The rut (from the Latin rugire, meaning "to roar") is the mating season of certain mammals, which includes ungulates such as deer, sheep, camels, goats, pronghorns, bison, giraffes and antelopes, and extends to animals in other groups such as skunks and elephants. The rut is characterized in males by an increase in testosterone, exaggerated sexual dimorphisms, increased aggression, as well as increased interest in females. The males of the species may mark themselves with mud, undergo physiological changes or perform characteristic displays in order to make themselves more visually appealing to the females. Males also use olfaction to entice females to mate using secretions from glands and soaking in their own urine.

During the rut (known as the rutting period and in domestic sheep management as tupping), males often rub their antlers or horns on trees or shrubs, fight with each other, wallow in mud or dust, self-anoint, and herd estrus females together. These displays make the male conspicuous and aid in mate selection.

The rut in many species is triggered by shorter day lengths. For different species, the timing of the rut depends on the length of the gestation period (pregnancy), usually occurring so the young are born in the spring. This is shortly after new green growth has appeared thereby providing food for the females, allowing them to provide milk for the young, and when the temperatures are warm enough to reduce the risk of young becoming hypothermic.

==Cervidae==

Red deer during the rut

===White-tailed deer===

The rut for white-tailed deer (Odocoileus virginianus) usually lasts three weeks in the Northern Hemisphere and may occur most of the year in tropical zones. The rut is the time when white-tail deer, especially bucks, are more active and less cautious than usual. This makes them easier to hunt, as well as more susceptible to being hit by motor vehicles.

Outdoors writer Charles Alsheimer has done research demonstrating the white-tailed deer rut is also controlled by the lunar phase and that the rut peaks seven days after the second full moon during October and November (the rutting moon), while elk begin rutting during the September equinox on 21 September.

A white-tail doe may be in estrus for up to 72 hours and may come into estrus up to seven times if she does not mate. Cows may come into estrus up to four or more times if they do not mate. Some people believe that it is possible that does can enter a second estrus around 28 to 30 days from its first estrus if the doe isn't bred. There are also studies that show that some does actively participate in seeking out possible mates in areas where there are less males to increase the chances of finding males and being bred.

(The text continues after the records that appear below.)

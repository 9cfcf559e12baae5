use std::collections::HashMap;

use axum::{
    extract::{Path, Query, State},
    routing::get,
    Json, Router,
};

use grocer_core::ServiceError;

use crate::model::ListStats;
use super::{ok_json, parse_id, ApiError, AppState};

pub fn routes() -> Router<AppState> {
    Router::new()
        .route("/statistics/monthly", get(monthly))
        .route("/statistics/list/{id}", get(per_list))
}

async fn monthly(
    State(svc): State<AppState>,
    Query(params): Query<HashMap<String, String>>,
) -> Result<Json<Vec<ListStats>>, ApiError> {
    let month = params.get("month").ok_or_else(|| {
        ApiError::from(ServiceError::Validation(
            "month query parameter is required".to_string(),
        ))
    })?;
    ok_json(svc.monthly_stats(month))
}

async fn per_list(
    State(svc): State<AppState>,
    Path(id): Path<String>,
) -> Result<Json<ListStats>, ApiError> {
    let id = parse_id(&id, "id")?;
    ok_json(svc.list_stats(id))
}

The rut can start as early as the end of September and can last all the way through the winter months. Bucks usually begin this process when the velvet is falling off their antlers, and it can last all the way until they start to shed their antlers. The peak of the rut, however, is right in the middle. The average peak day for the white-tail rut in the U.S. is November 13. Around this period of time, the bucks and does are very active, with the rut in full swing. For a hunter sitting in a tree stand at this time of the year, it is not uncommon to see many deer pass through his specific area, due to other deer chasing others.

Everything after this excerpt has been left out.